TASK DESCRIPTION -
From the listing below, pull out all lines with "BootstrapConfig" in them.

RECORDS TO PROCESS -
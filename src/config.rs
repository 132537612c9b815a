//! Configuration for the bootstrap significance test.

use crate::classify::Tail;
use crate::error::SigError;

/// Configuration for [`bootstrap_significance`](crate::bootstrap_significance).
///
/// Use the builder methods to customise parameters.
///
/// # Example
///
/// ```
/// use composite_sig::{BootstrapConfig, Tail};
///
/// let config = BootstrapConfig::new(25)
///     .with_bootstrap_n(2000)
///     .with_sig(0.05)
///     .with_tail(Tail::High);
/// assert!(config.validate().is_ok());
/// ```
#[derive(Debug, Clone)]
pub struct BootstrapConfig {
    composite_n: usize,
    bootstrap_n: usize,
    sig: f64,
    tail: Tail,
}

impl BootstrapConfig {
    /// Creates a configuration for a composite built from `composite_n`
    /// time steps.
    ///
    /// Defaults: `bootstrap_n = 1000`, `sig = 0.01`, `tail = Both`.
    pub fn new(composite_n: usize) -> Self {
        Self {
            composite_n,
            bootstrap_n: 1000,
            sig: 0.01,
            tail: Tail::Both,
        }
    }

    /// Sets the number of bootstrap draws.
    pub fn with_bootstrap_n(mut self, n: usize) -> Self {
        self.bootstrap_n = n;
        self
    }

    /// Sets the significance threshold.
    pub fn with_sig(mut self, sig: f64) -> Self {
        self.sig = sig;
        self
    }

    /// Sets which tails are tested.
    pub fn with_tail(mut self, tail: Tail) -> Self {
        self.tail = tail;
        self
    }

    // --- Accessors ---

    /// Returns the number of time steps in each resampled subset.
    pub fn composite_n(&self) -> usize {
        self.composite_n
    }

    /// Returns the number of bootstrap draws.
    pub fn bootstrap_n(&self) -> usize {
        self.bootstrap_n
    }

    /// Returns the significance threshold.
    pub fn sig(&self) -> f64 {
        self.sig
    }

    /// Returns which tails are tested.
    pub fn tail(&self) -> Tail {
        self.tail
    }

    /// Validates the data-independent parameter ranges.
    ///
    /// `composite_n` is checked against the actual climatology time length
    /// by the resampler, which sees the grid.
    ///
    /// # Errors
    ///
    /// | Variant | Trigger |
    /// |---------|---------|
    /// | [`SigError::InvalidBootstrapCount`] | `bootstrap_n == 0` |
    /// | [`SigError::InvalidSignificanceLevel`] | `sig` outside `(0, 0.5)` |
    pub fn validate(&self) -> Result<(), SigError> {
        if self.bootstrap_n == 0 {
            return Err(SigError::InvalidBootstrapCount {
                bootstrap_n: self.bootstrap_n,
            });
        }
        check_sig(self.sig)?;
        Ok(())
    }
}

/// Checks that a significance level lies in `(0, 0.5)`.
///
/// Shared by the bootstrap config, the quantile estimator, and the t-test
/// path.
pub(crate) fn check_sig(sig: f64) -> Result<(), SigError> {
    if !sig.is_finite() || sig <= 0.0 || sig >= 0.5 {
        return Err(SigError::InvalidSignificanceLevel { sig });
    }
    Ok(())
}
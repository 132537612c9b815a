//! Per-cell Welch's t-test between two raw sample stacks.

use statrs::distribution::{ContinuousCDF, StudentsT};

use crate::grid::Grid3;

/// Welch's two-sample t-statistic and two-sided p-value.
///
/// Non-finite values are filtered from each sample independently (pairwise
/// per-cell exclusion). Returns `None` when the test is undefined: fewer
/// than 2 finite values in either sample, zero variance in both with equal
/// means, or a degenerate degrees-of-freedom estimate. Two constant
/// samples with different means yield `(±inf, 0.0)`: every observation in
/// one exceeds every observation in the other. The sign of `t` follows
/// `mean(a) - mean(b)`.
pub(crate) fn welch_t(a: &[f64], b: &[f64]) -> Option<(f64, f64)> {
    let a: Vec<f64> = a.iter().copied().filter(|v| v.is_finite()).collect();
    let b: Vec<f64> = b.iter().copied().filter(|v| v.is_finite()).collect();
    if a.len() < 2 || b.len() < 2 {
        return None;
    }

    let na = a.len() as f64;
    let nb = b.len() as f64;
    let ma = a.iter().sum::<f64>() / na;
    let mb = b.iter().sum::<f64>() / nb;
    let va = a.iter().map(|&x| (x - ma) * (x - ma)).sum::<f64>() / (na - 1.0);
    let vb = b.iter().map(|&x| (x - mb) * (x - mb)).sum::<f64>() / (nb - 1.0);

    let se2 = va / na + vb / nb;
    if se2 <= 0.0 {
        // Both samples constant. Equal means carry no information; a mean
        // difference with no spread is maximally significant.
        if ma == mb {
            return None;
        }
        return Some((f64::INFINITY.copysign(ma - mb), 0.0));
    }

    let t = (ma - mb) / se2.sqrt();

    // Welch–Satterthwaite degrees of freedom.
    let dof = se2 * se2
        / ((va / na) * (va / na) / (na - 1.0) + (vb / nb) * (vb / nb) / (nb - 1.0));
    if !dof.is_finite() || dof <= 0.0 {
        return None;
    }

    let dist = StudentsT::new(0.0, 1.0, dof).ok()?;
    let p = 2.0 * dist.cdf(-t.abs());
    Some((t, p))
}

/// Per-cell time series of a 3-D grid, in time order.
pub(crate) fn cell_series(grid: &Grid3, i: usize, j: usize) -> Vec<f64> {
    (0..grid.time_len())
        .map(|t| grid.values()[[t, i, j]])
        .collect()
}

#[cfg(test)]
mod tests {
    use super::*;
    use approx::assert_relative_eq;

    #[test]
    fn identical_samples_not_significant() {
        let a = [1.0, 2.0, 3.0, 4.0, 5.0];
        let (t, p) = welch_t(&a, &a).unwrap();
        assert_relative_eq!(t, 0.0, epsilon = 1e-12);
        assert_relative_eq!(p, 1.0, epsilon = 1e-12);
    }

    #[test]
    fn known_value_against_scipy() {
        // scipy.stats.ttest_ind([1,2,3,4,5], [3,4,5,6,7], equal_var=False)
        // -> statistic = -2.0, pvalue = 0.0805...
        let a = [1.0, 2.0, 3.0, 4.0, 5.0];
        let b = [3.0, 4.0, 5.0, 6.0, 7.0];
        let (t, p) = welch_t(&a, &b).unwrap();
        assert_relative_eq!(t, -2.0, epsilon = 1e-10);
        assert_relative_eq!(p, 0.0805, epsilon = 1e-3);
    }

    #[test]
    fn sign_follows_mean_difference() {
        let lo = [0.0, 0.1, 0.2, 0.1, 0.0];
        let hi = [10.0, 10.1, 10.2, 10.1, 10.0];
        let (t, p) = welch_t(&hi, &lo).unwrap();
        assert!(t > 0.0);
        assert!(p < 1e-6, "p = {p}");
        let (t_rev, _) = welch_t(&lo, &hi).unwrap();
        assert!(t_rev < 0.0);
    }

    #[test]
    fn nan_values_excluded() {
        let a = [1.0, f64::NAN, 3.0, 4.0, 5.0];
        let b = [1.0, 3.0, 4.0, 5.0];
        let clean = [1.0, 3.0, 4.0, 5.0];
        let (t, p) = welch_t(&a, &b).unwrap();
        let (t_clean, p_clean) = welch_t(&clean, &b).unwrap();
        assert_relative_eq!(t, t_clean, epsilon = 1e-12);
        assert_relative_eq!(p, p_clean, epsilon = 1e-12);
    }

    #[test]
    fn too_few_finite_values_undefined() {
        assert!(welch_t(&[1.0], &[1.0, 2.0, 3.0]).is_none());
        assert!(welch_t(&[1.0, f64::NAN], &[1.0, 2.0, 3.0]).is_none());
        assert!(welch_t(&[], &[]).is_none());
    }

    #[test]
    fn constant_equal_samples_undefined() {
        // Zero variance and equal means: nothing to test.
        assert!(welch_t(&[2.0, 2.0, 2.0], &[2.0, 2.0, 2.0]).is_none());
    }

    #[test]
    fn constant_unequal_samples_maximally_significant() {
        // scipy's ttest_ind on constant unequal samples gives
        // statistic=-inf, pvalue=0.0.
        let (t, p) = welch_t(&[2.0, 2.0, 2.0], &[5.0, 5.0, 5.0]).unwrap();
        assert!(t.is_infinite() && t < 0.0, "t = {t}");
        assert_relative_eq!(p, 0.0, epsilon = 1e-15);

        let (t_rev, _) = welch_t(&[5.0, 5.0, 5.0], &[2.0, 2.0, 2.0]).unwrap();
        assert!(t_rev.is_infinite() && t_rev > 0.0, "t = {t_rev}");
    }

    #[test]
    fn one_constant_sample_still_tests() {
        let constant = [3.0, 3.0, 3.0, 3.0];
        let varying = [1.0, 2.0, 4.0, 5.0];
        let (t, p) = welch_t(&constant, &varying).unwrap();
        assert!(t.is_finite());
        assert!((0.0..=1.0).contains(&p));
    }
}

RESPONSE AREA -
/// use composite_sig::{BootstrapConfig, Tail};
/// let config = BootstrapConfig::new(25)
pub struct BootstrapConfig {
impl BootstrapConfig {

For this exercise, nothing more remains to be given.